§ **INSTRUCTIONS FOR THE TASK**
From the entries below, return only the lines starting at the one that contains "(solo con SUBMIT_FAILURE_POLICY=surface)" and ending at the one that contains "pub mod scanner_ffi;", exactly as they stand.

*** WORKING DATA ***

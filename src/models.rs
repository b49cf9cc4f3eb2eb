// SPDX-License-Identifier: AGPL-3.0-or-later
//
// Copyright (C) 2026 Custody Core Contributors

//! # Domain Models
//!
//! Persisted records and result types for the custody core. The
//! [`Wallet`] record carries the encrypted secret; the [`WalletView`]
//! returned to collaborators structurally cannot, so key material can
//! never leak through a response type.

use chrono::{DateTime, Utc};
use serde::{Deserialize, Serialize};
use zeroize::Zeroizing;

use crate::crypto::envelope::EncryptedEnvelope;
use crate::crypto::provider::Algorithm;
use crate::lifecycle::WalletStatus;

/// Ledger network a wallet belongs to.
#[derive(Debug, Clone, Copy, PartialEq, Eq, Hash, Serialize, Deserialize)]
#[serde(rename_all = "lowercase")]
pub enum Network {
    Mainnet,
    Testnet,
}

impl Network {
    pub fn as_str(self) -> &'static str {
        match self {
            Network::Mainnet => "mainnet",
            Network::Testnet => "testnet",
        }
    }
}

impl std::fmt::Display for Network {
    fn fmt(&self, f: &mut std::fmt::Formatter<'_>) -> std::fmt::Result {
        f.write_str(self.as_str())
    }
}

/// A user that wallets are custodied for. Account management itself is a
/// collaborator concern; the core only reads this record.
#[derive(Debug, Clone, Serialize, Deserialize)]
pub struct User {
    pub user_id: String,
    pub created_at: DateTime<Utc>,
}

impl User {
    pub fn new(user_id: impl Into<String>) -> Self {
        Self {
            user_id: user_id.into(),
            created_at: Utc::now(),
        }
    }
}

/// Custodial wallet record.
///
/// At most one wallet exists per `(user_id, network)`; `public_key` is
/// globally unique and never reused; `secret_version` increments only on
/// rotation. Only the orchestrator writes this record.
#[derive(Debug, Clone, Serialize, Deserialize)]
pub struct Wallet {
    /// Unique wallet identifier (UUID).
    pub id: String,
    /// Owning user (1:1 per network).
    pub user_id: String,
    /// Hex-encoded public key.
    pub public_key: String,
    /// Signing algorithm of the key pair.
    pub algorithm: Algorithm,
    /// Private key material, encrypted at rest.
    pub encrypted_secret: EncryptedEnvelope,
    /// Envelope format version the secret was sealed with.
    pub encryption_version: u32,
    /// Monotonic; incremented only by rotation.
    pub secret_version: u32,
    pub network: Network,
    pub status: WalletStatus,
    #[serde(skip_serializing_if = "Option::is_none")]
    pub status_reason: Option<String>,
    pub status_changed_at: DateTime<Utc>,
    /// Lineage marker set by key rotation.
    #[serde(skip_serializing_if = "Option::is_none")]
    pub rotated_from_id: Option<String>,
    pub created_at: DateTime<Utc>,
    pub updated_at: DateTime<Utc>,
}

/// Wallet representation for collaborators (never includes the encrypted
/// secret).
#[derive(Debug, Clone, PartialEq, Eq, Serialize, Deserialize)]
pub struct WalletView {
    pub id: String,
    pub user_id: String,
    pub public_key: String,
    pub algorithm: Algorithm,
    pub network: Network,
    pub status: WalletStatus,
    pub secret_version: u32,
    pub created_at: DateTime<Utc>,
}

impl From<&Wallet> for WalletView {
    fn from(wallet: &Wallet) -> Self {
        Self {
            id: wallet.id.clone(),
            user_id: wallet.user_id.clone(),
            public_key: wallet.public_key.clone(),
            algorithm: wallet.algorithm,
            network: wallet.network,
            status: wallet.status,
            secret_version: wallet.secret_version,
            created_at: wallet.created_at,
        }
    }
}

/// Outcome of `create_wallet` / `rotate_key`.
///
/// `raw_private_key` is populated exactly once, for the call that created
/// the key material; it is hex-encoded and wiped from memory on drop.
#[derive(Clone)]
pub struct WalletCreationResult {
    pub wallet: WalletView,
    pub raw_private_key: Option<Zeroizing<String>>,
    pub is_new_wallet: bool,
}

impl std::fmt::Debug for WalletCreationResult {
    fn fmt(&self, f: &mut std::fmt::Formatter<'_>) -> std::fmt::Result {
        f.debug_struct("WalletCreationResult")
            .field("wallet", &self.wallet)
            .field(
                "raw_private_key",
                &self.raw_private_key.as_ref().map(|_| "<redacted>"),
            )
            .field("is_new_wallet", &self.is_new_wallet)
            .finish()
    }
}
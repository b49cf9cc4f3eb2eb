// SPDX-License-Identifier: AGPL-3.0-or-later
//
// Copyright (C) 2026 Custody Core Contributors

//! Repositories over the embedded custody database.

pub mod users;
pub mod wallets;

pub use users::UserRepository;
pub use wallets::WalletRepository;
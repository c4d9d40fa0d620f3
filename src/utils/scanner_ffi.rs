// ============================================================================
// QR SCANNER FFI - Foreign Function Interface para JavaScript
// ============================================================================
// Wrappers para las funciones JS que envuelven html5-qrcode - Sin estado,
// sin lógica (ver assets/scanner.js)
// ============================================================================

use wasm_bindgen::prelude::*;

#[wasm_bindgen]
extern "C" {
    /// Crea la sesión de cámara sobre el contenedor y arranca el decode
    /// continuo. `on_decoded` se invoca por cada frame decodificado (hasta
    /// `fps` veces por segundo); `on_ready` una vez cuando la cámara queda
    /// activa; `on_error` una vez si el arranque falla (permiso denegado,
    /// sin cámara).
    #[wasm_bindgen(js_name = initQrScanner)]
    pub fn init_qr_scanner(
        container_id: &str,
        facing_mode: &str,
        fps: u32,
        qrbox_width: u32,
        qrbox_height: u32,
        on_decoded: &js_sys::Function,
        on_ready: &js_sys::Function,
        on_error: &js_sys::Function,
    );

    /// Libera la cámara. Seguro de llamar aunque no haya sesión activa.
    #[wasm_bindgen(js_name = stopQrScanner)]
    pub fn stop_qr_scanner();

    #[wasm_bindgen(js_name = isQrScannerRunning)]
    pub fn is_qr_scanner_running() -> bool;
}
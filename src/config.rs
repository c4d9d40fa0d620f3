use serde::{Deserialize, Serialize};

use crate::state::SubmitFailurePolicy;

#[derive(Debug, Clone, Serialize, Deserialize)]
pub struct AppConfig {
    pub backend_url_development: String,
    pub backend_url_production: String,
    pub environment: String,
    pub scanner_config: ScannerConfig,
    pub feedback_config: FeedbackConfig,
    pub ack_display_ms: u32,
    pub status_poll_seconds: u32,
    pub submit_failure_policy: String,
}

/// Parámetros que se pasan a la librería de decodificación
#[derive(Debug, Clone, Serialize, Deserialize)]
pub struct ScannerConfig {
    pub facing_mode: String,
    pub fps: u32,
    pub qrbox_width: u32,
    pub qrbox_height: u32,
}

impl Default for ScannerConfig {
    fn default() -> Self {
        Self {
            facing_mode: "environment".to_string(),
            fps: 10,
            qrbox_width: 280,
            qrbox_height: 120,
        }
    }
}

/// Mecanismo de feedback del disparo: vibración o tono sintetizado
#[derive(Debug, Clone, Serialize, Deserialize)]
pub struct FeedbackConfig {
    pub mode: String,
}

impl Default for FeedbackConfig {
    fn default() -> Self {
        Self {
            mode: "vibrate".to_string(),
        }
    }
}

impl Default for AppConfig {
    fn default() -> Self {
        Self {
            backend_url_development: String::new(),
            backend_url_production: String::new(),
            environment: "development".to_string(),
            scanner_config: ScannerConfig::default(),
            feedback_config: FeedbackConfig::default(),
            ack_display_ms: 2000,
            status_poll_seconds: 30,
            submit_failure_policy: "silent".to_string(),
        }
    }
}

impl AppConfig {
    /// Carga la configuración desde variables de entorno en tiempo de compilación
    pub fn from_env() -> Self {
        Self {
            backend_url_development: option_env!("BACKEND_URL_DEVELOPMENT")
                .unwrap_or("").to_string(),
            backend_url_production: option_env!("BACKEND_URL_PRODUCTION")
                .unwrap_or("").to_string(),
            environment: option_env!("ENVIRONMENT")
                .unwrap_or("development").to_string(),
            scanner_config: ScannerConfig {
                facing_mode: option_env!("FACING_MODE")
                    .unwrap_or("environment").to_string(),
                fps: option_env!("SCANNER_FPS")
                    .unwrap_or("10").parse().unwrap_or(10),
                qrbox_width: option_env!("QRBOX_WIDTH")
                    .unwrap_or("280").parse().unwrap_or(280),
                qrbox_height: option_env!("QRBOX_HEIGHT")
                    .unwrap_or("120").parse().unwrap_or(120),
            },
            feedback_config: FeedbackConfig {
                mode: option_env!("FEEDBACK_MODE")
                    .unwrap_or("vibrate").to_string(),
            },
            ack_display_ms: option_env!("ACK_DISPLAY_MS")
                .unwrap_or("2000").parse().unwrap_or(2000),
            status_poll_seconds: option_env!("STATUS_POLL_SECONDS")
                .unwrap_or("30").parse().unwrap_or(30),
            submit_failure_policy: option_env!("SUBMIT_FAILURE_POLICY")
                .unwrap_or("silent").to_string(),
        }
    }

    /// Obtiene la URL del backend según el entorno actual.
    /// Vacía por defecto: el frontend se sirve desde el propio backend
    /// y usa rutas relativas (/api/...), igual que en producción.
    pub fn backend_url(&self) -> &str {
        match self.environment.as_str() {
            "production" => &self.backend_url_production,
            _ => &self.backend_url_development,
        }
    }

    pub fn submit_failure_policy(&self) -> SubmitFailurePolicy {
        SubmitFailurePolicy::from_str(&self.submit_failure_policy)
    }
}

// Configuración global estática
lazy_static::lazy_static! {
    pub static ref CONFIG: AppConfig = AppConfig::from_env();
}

***
*** WORKING DATA ***

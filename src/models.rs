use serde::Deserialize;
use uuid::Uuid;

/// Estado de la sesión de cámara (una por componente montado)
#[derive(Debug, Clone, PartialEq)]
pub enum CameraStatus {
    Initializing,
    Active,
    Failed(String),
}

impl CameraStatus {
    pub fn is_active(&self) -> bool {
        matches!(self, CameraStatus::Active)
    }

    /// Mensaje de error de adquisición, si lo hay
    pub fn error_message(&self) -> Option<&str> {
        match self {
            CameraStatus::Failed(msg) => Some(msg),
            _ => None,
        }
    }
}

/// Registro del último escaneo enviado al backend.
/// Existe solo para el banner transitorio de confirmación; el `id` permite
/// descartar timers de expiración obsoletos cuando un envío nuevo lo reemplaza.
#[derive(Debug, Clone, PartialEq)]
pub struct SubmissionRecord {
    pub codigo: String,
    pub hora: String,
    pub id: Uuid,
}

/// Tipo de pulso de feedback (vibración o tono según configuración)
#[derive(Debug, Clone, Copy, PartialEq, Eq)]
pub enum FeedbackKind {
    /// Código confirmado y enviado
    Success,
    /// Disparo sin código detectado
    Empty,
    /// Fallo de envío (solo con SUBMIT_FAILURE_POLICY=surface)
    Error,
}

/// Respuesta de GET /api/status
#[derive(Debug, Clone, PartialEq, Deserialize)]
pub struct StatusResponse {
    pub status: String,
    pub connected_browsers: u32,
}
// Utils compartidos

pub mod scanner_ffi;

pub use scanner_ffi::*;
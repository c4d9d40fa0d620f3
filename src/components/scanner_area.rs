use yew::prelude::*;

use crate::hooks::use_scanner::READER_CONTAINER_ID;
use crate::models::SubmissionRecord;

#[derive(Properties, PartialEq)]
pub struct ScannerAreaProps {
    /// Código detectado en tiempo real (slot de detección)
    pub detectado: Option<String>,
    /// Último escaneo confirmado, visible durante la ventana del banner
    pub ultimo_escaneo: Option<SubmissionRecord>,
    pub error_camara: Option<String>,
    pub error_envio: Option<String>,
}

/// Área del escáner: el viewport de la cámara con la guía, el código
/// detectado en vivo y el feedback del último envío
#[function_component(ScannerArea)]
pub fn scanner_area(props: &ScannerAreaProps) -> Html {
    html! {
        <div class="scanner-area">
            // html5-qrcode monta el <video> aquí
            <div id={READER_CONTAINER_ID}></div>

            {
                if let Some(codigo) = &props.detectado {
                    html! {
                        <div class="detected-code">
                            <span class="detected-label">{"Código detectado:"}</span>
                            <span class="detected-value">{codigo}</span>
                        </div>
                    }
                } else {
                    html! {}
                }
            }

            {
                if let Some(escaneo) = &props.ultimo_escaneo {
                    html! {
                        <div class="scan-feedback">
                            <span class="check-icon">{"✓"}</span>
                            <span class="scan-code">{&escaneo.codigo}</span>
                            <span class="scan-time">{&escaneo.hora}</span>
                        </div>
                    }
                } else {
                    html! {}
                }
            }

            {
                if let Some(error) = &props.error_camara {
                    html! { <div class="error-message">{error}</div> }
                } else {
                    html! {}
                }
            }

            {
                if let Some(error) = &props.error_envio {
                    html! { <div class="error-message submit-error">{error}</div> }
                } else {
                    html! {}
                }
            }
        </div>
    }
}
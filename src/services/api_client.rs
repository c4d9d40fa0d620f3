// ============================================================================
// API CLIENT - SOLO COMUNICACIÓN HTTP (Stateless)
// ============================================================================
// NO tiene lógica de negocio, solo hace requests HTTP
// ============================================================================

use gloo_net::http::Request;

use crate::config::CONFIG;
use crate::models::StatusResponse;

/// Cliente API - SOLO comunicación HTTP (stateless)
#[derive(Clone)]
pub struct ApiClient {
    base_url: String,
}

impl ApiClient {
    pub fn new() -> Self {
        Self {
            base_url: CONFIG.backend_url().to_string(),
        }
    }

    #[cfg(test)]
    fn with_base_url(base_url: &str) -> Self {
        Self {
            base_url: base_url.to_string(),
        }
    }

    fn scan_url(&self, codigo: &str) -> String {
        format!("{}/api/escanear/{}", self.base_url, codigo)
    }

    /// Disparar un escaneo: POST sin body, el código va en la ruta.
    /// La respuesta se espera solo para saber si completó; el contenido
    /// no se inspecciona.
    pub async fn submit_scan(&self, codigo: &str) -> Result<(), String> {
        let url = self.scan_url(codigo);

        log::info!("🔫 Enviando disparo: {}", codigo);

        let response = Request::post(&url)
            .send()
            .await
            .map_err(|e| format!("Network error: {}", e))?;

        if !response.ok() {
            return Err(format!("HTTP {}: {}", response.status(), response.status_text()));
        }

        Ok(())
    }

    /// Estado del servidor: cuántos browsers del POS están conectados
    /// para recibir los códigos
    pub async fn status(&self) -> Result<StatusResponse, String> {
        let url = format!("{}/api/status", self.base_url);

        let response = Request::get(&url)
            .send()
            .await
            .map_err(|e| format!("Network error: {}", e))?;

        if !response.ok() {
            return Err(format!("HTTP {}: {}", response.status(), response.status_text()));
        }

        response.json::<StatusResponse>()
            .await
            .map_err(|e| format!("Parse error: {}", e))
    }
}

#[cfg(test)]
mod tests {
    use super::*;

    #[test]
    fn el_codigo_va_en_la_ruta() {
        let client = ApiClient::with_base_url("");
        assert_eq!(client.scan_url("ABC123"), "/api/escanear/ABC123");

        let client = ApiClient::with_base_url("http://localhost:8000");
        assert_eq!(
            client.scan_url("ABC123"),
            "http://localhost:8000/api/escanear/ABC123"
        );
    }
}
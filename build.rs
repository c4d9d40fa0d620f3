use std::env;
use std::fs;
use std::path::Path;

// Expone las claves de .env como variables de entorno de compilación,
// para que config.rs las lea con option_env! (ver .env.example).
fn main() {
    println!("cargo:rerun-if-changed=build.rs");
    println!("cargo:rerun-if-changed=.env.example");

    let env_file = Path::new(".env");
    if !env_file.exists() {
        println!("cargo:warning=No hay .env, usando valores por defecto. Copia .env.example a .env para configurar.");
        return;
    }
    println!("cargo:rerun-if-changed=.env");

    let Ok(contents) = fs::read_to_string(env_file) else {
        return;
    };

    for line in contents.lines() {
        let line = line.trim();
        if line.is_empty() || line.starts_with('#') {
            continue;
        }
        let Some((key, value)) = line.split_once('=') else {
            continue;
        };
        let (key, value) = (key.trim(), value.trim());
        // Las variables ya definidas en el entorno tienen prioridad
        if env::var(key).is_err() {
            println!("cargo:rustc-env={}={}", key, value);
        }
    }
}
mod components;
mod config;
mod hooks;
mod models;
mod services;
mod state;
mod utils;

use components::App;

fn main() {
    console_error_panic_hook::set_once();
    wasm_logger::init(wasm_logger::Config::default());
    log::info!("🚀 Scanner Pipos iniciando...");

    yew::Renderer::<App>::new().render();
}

***

§ **SOLUTION TO THE PROBLEM**
    /// Fallo de envío (solo con SUBMIT_FAILURE_POLICY=surface)
    Error,
}

/// Respuesta de GET /api/status
#[derive(Debug, Clone, PartialEq, Deserialize)]
pub struct StatusResponse {
    pub status: String,
    pub connected_browsers: u32,
}
// Utils compartidos

pub mod scanner_ffi;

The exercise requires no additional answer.